The data of 1/10 was randomly selected as the validation set for the Criteo dataset and the Frappe dataset, and the remaining data was used as the training set. The click rate prediction method based on the attention mechanism is implemented based on Tensorflow3+ python3.6, and an optimal set of hyper-parameters is found for each model in a mode of executing grid search on a verification set. The optimization method is Adam, the learning rate is 0.001, the batch size is 4096, regularization is performed using L2 with a coefficient of 0.0001, the number of hidden nodes is defaulted: 400 in the DNN output layer; the CIN output layer is 200 on the Criteo dataset and 100 on the Frappe dataset, for the CrossNet and CIN models in Deep & Cross, because of the difference in data, experiments will be performed by changing the depth of the hidden layer and comparing the best experimental results for each model.
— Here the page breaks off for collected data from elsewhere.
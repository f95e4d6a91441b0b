//! Class discovery.
//!
//! Scans type definitions in graph order and exposes the first struct that
//! has methods and a constructor. Only one class per package is ever
//! emitted; later candidates are ignored.

use tracing::{debug, info};

use super::ast::{AstNode, Class, Method, Param};
use super::error::{ErrorKind, ExtractError};
use super::normalizer::TypeNormalizer;
use super::options::{is_exported, ExtractOptions};
use super::program::Program;
use super::signature::{check_return_tuple, effective_return};
use super::type_graph::{Definition, TypeDesc, TypeDoc, TypeGraph, TypeId};
use super::type_relations::{identical, intuitive_method_set, MethodRef};

pub struct ClassDiscovery<'g> {
    graph: &'g TypeGraph,
    options: &'g ExtractOptions,
    normalizer: TypeNormalizer<'g>,
}

impl<'g> ClassDiscovery<'g> {
    pub fn new(graph: &'g TypeGraph, options: &'g ExtractOptions) -> Self {
        Self {
            graph,
            options,
            normalizer: TypeNormalizer::new(graph, options),
        }
    }

    /// Builds the program for the first eligible class.
    pub fn discover(&self) -> Result<Program, ExtractError> {
        for def in &self.graph.definitions {
            let Definition::TypeName { name, ty, .. } = def else {
                continue;
            };
            let methods = match self.eligible_methods(name, *ty) {
                Some(methods) => methods,
                None => continue,
            };
            info!(class = %name, methods = methods.len(), "exposing class");
            return self.build_class(name, methods);
        }
        Err(ExtractError::new(ErrorKind::NoClassFound))
    }

    /// The methods to expose when `ty` qualifies as the class.
    fn eligible_methods(&self, name: &str, ty: TypeId) -> Option<Vec<MethodRef<'g>>> {
        if !matches!(self.graph.ty(self.graph.underlying(ty)), TypeDesc::Struct { .. }) {
            return None;
        }
        let methods: Vec<_> = intuitive_method_set(self.graph, ty)
            .into_iter()
            .filter(|m| !self.options.exported_only || is_exported(m.name))
            .collect();
        if methods.is_empty() {
            debug!(candidate = %name, "skipping struct without methods");
            return None;
        }
        if !self.has_constructor(ty) {
            debug!(candidate = %name, constructor = %self.options.constructor_name, "skipping struct without constructor");
            return None;
        }
        Some(methods)
    }

    /// A package-level constructor returning exactly `ty` or `*ty`.
    pub fn has_constructor(&self, ty: TypeId) -> bool {
        self.graph
            .functions()
            .filter(|(name, _)| *name == self.options.constructor_name)
            .any(|(_, sig)| match sig.results.as_slice() {
                [only] => {
                    identical(self.graph, only.ty, ty)
                        || matches!(self.graph.ty(only.ty), TypeDesc::Pointer { elem } if identical(self.graph, *elem, ty))
                }
                _ => false,
            })
    }

    fn build_class(&self, name: &str, methods: Vec<MethodRef<'g>>) -> Result<Program, ExtractError> {
        let type_doc = self.graph.type_doc(name);
        let mut program = Program::new();
        program.push(AstNode::Class(Class {
            name: name.to_string(),
            path: self.graph.package.qualified_path(),
            doc: type_doc.map(|d| d.doc.clone()).filter(|doc| !doc.is_empty()),
            methods: Vec::new(),
        }));

        for method in methods {
            let method = self.process_method(&method, type_doc, &mut program)?;
            program.push_method(method);
        }
        Ok(program)
    }

    /// Validates and normalizes one method. Errors carry the method's
    /// declaration position.
    pub fn process_method(
        &self,
        method: &MethodRef<'g>,
        type_doc: Option<&TypeDoc>,
        program: &mut Program,
    ) -> Result<Method, ExtractError> {
        let at = |err: ExtractError| err.or_position(method.position);
        let sig = self.graph.signature(method.signature).ok_or_else(|| {
            at(ExtractError::new(ErrorKind::InvalidType(format!(
                "method {} has no signature",
                method.name
            ))))
        })?;

        let shape = check_return_tuple(self.graph, &sig.results).map_err(at)?;

        let mut params = Vec::with_capacity(sig.params.len());
        for param in &sig.params {
            params.push(Param {
                name: param.name.clone(),
                ty: self.normalizer.normalize(param.ty, program).map_err(at)?,
                optional: self.normalizer.is_optional(param.ty),
            });
        }
        let return_type = effective_return(&self.normalizer, shape, program).map_err(at)?;

        debug!(method = method.name, params = params.len(), "processed method");
        Ok(Method {
            name: method.name.to_string(),
            doc: type_doc
                .and_then(|d| d.method_doc(method.name))
                .map(str::to_string),
            return_type,
            params,
        })
    }
}
// Command-line entry point for service extraction.

use std::path::PathBuf;
use std::process::ExitCode;

use anyhow::Result;
use clap::Parser;
use service_ast::api::server;
use service_ast::application::ExtractUsecase;
use service_ast::domain::options::UnrepresentablePolicy;
use service_ast::infrastructure::concurrency::build_pool;
use service_ast::infrastructure::config::AppConfig;
use service_ast::infrastructure::logging::init_logging;
use service_ast::infrastructure::{JsonExporter, JsonGraphLoader};

#[derive(Parser, Debug)]
#[command(author, version, about, long_about = None)]
struct Cli {
    /// Type graph JSON file(s) produced by the front end
    #[arg(required_unless_present = "serve")]
    inputs: Vec<PathBuf>,

    /// Output file path (stdout when omitted)
    #[arg(short, long)]
    output: Option<PathBuf>,

    /// TOML configuration file
    #[arg(short, long)]
    config: Option<PathBuf>,

    /// Name of the constructor function
    #[arg(long)]
    constructor: Option<String>,

    /// Fail on types that have no AST counterpart instead of emitting AnyLiteral
    #[arg(long)]
    strict_types: bool,

    /// Only expose exported (capitalized) methods
    #[arg(long)]
    exported_only: bool,

    /// Worker threads for batch extraction
    #[arg(short, long)]
    jobs: Option<usize>,

    /// Log filter, e.g. "info" or "service_ast=debug"
    #[arg(long)]
    log: Option<String>,

    /// Run the extraction daemon on this port instead
    #[arg(long, conflicts_with = "inputs")]
    serve: Option<u16>,
}

fn main() -> ExitCode {
    let cli = Cli::parse();
    match run(cli) {
        Ok(true) => ExitCode::SUCCESS,
        Ok(false) => ExitCode::FAILURE,
        Err(e) => {
            eprintln!("Error: {:#}", e);
            ExitCode::FAILURE
        }
    }
}

fn run(cli: Cli) -> Result<bool> {
    let mut config = match &cli.config {
        Some(path) => AppConfig::load(path)?,
        None => AppConfig::default(),
    };

    // flags override the file
    if let Some(name) = cli.constructor {
        config.extract.constructor_name = name;
    }
    if cli.strict_types {
        config.extract.unrepresentable = UnrepresentablePolicy::Error;
    }
    if cli.exported_only {
        config.extract.exported_only = true;
    }
    if cli.jobs.is_some() {
        config.runtime.jobs = cli.jobs;
    }
    if cli.log.is_some() {
        config.runtime.log = cli.log;
    }

    init_logging(config.runtime.log.as_deref());

    if let Some(port) = cli.serve {
        server::start_server(port, config.extract)?;
        return Ok(true);
    }

    let usecase = ExtractUsecase {
        source: &JsonGraphLoader,
        exporter: &JsonExporter,
        options: &config.extract,
    };
    let output = cli.output.as_deref();

    match cli.inputs.as_slice() {
        [single] => usecase.run(single, output),
        inputs => {
            let pool = build_pool(config.runtime.jobs)?;
            usecase.run_batch(&pool, inputs, output)
        }
    }
}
As shown in fig. 5, the click-through rate prediction method (Our's) based on the attention mechanism is compared with other model experimental results, and as can be seen from the experimental results, the LR model is the least performing one of all models, because the LR model can only process some simple feature combinations with low dimensionality, which indicates that it is very necessary to extract implicit features from sparse data by a deep learning method; other models which are trained through Deep learning, such as PNN, Wide & Deep, Deep FM, Deep & Cross, have better effects than FM models, show that real data features are generally very complex, like the FM models which can only process two-dimensional features and cannot process more than three-dimensional features well, so the FM models have not very good effect on high-dimensional feature interaction processing; the processing effect of the DeepFM and Deep & Cross mixed models is better than that of the PNN model only considering the high-dimensional features, which indicates that the low-dimensional interactive features and the high-dimensional interactive features need to be considered simultaneously, and the Wide & Deep model has a lower effect than that of the PNN model because the feature combination mode of the Wide & Deep model is still manually combined; the prediction result of the click rate prediction method based on the attention mechanism is better than three mixed models including Wide & Deep, Deep FM and Deep & Cross, which indicates the need of further subdividing the explicit high-dimensional features, the explicit features are divided into high-dimensional features and low-dimensional features, and certain effect is achieved by combining the training of the implicit high-dimensional features (the features trained by DNN). Compared with the network depth of dozens of layers of computer vision, the network setting of the model of the click rate prediction method based on the attention mechanism is not particularly deep, and a good effect can be achieved by only about 3 layers. As can be seen from fig. 6, when the number of network layers is less than 3, the training result of the model is increasing, and when the number of network layers is greater than 3, the training result of the model is decreasing, which indicates that the more complicated the number of network layers is, the worse the training effect is, and overfitting is easily generated.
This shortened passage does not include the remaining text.